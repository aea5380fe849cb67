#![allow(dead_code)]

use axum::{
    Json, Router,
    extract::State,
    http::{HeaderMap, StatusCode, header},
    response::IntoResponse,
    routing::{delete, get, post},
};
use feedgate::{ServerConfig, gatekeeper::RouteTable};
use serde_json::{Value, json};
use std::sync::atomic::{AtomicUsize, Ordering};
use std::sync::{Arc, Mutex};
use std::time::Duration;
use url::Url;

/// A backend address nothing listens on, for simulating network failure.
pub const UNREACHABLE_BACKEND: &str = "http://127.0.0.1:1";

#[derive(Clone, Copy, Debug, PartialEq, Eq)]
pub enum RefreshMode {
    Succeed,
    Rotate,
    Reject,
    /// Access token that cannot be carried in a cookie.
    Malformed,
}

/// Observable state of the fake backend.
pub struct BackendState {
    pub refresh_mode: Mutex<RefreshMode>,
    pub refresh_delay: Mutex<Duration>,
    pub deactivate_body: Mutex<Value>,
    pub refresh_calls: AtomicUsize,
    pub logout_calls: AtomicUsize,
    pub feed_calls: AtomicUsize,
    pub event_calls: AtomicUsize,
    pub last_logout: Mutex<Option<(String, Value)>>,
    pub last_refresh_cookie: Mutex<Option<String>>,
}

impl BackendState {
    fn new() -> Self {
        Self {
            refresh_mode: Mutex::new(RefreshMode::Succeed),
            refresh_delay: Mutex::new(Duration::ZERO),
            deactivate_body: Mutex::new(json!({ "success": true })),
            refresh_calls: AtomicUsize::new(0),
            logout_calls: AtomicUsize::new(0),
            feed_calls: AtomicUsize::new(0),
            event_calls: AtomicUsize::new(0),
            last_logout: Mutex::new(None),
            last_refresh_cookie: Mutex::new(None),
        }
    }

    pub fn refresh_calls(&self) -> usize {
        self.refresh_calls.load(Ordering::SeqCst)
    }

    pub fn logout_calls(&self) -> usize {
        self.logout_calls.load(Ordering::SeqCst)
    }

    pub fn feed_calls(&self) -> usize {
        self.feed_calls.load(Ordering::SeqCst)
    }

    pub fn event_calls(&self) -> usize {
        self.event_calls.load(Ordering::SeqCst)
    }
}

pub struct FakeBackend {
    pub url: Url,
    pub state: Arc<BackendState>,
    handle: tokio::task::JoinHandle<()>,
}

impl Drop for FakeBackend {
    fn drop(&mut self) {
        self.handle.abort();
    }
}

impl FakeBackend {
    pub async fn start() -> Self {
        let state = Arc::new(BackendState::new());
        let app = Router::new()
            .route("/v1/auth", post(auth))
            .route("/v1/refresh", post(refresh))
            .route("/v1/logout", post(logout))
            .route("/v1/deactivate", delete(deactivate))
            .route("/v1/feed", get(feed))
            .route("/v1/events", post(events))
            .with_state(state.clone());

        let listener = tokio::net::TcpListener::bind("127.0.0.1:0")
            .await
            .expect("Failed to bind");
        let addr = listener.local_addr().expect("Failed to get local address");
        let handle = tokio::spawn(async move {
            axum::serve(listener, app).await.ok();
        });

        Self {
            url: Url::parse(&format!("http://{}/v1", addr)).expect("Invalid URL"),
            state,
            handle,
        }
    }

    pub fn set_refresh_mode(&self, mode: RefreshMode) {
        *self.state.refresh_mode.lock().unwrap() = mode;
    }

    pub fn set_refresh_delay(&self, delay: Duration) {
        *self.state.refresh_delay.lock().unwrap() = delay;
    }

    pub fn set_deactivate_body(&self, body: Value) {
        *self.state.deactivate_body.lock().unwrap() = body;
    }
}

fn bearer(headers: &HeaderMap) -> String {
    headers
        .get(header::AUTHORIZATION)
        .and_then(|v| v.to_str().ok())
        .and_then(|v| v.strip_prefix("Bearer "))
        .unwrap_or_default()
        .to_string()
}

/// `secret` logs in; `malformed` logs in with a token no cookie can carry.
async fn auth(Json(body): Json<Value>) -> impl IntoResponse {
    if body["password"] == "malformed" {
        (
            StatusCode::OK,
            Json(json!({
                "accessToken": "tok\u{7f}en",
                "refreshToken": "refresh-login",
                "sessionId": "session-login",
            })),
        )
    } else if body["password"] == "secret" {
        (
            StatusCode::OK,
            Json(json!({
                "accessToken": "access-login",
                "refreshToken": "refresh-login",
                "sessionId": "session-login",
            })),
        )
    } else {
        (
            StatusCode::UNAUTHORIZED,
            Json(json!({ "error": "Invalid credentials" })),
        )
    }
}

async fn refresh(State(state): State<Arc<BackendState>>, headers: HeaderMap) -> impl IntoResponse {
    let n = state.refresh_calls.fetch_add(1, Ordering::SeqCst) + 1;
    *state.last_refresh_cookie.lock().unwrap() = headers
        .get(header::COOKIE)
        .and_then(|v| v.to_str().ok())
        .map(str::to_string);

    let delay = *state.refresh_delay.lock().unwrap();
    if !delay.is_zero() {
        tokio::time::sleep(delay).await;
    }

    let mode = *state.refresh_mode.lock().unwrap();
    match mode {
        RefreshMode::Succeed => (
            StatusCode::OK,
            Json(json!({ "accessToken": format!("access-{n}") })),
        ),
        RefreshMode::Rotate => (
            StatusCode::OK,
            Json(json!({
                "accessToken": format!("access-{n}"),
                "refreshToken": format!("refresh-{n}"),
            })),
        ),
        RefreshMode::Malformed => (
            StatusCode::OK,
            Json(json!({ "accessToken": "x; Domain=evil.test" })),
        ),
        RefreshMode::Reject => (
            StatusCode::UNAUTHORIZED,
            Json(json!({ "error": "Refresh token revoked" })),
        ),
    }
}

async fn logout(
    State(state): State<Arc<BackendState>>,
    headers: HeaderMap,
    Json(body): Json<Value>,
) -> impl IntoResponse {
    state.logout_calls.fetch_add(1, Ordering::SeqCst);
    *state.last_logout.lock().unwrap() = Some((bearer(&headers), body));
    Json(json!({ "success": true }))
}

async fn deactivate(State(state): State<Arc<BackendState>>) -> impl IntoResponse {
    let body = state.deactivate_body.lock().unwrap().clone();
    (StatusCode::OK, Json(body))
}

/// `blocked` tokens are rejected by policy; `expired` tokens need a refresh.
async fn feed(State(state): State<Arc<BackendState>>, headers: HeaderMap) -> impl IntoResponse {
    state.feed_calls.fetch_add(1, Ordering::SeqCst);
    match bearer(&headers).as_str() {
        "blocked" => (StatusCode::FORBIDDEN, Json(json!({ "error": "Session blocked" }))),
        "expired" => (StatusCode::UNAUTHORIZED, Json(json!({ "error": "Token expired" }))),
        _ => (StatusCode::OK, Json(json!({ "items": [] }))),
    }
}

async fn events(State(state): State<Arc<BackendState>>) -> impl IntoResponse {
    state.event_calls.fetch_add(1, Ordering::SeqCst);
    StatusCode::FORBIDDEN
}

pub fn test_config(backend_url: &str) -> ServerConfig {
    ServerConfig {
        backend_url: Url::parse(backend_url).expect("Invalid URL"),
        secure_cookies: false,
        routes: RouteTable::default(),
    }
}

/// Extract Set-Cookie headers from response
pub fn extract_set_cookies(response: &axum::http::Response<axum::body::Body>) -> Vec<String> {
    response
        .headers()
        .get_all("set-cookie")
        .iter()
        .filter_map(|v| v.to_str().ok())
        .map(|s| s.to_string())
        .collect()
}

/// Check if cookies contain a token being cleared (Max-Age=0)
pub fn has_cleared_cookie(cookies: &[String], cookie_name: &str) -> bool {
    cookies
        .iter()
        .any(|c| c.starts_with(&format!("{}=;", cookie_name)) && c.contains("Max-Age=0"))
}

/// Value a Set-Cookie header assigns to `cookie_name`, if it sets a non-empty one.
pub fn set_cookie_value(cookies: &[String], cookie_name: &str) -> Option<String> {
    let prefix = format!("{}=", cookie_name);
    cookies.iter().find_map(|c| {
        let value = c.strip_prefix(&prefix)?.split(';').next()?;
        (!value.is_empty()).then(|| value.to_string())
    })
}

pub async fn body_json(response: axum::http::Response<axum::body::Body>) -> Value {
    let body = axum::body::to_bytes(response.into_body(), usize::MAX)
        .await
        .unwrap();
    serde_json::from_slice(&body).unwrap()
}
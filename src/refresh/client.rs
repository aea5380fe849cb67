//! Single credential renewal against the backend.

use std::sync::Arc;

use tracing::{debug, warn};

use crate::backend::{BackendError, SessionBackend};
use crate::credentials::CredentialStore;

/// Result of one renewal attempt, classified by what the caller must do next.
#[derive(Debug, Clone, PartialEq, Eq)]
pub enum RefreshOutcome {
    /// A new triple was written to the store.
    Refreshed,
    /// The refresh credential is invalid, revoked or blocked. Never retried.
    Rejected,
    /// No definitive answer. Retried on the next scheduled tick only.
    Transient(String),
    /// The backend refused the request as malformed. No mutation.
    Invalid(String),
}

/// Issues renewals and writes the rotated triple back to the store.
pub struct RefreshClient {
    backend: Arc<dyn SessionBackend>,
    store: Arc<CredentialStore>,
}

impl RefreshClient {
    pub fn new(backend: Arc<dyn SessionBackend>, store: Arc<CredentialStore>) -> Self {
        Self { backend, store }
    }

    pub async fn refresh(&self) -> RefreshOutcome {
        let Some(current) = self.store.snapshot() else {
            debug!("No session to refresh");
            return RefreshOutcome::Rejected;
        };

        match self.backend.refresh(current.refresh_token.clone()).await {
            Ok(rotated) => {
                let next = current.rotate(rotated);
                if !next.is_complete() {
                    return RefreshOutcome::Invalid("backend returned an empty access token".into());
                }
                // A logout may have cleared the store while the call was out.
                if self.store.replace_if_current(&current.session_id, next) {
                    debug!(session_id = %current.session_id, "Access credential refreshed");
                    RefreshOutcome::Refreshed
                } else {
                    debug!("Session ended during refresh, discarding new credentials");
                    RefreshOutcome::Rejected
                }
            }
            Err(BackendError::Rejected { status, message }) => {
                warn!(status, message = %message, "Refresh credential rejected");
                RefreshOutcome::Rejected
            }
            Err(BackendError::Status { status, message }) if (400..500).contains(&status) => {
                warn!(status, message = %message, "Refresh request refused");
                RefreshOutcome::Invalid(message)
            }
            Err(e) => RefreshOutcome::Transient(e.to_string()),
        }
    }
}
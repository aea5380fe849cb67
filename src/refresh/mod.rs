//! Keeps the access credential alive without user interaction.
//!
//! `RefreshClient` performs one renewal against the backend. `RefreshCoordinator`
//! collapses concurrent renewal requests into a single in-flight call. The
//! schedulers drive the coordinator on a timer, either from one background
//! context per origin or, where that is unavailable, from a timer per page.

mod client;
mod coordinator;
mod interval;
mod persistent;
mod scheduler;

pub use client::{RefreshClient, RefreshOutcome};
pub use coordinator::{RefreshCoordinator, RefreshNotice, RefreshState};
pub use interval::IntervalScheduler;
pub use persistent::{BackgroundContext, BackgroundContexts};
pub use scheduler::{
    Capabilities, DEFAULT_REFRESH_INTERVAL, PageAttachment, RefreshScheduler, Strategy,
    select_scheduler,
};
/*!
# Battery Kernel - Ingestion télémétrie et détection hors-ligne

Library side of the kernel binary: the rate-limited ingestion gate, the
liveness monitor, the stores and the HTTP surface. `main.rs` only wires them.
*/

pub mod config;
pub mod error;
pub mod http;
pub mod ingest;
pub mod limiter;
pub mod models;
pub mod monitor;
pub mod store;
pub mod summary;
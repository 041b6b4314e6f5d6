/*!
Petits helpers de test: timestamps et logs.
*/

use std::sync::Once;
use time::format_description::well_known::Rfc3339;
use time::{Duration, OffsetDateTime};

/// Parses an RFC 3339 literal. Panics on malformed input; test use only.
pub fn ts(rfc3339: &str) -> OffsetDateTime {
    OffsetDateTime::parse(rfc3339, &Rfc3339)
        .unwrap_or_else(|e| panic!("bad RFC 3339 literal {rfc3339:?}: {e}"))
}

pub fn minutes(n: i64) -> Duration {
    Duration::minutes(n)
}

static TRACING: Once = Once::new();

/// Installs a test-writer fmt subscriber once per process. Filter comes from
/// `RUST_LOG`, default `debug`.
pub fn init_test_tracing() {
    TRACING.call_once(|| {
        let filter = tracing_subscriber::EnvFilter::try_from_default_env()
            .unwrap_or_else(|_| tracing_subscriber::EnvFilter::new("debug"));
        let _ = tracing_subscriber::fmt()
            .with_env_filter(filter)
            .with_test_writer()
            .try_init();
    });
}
########################################
• _What needs to be done_:
Copy out every line of the data in which the word "FORBIDDEN" is found.

• _Response to the task_:
        "blocked" => (StatusCode::FORBIDDEN, Json(json!({ "error": "Session blocked" }))),
    StatusCode::FORBIDDEN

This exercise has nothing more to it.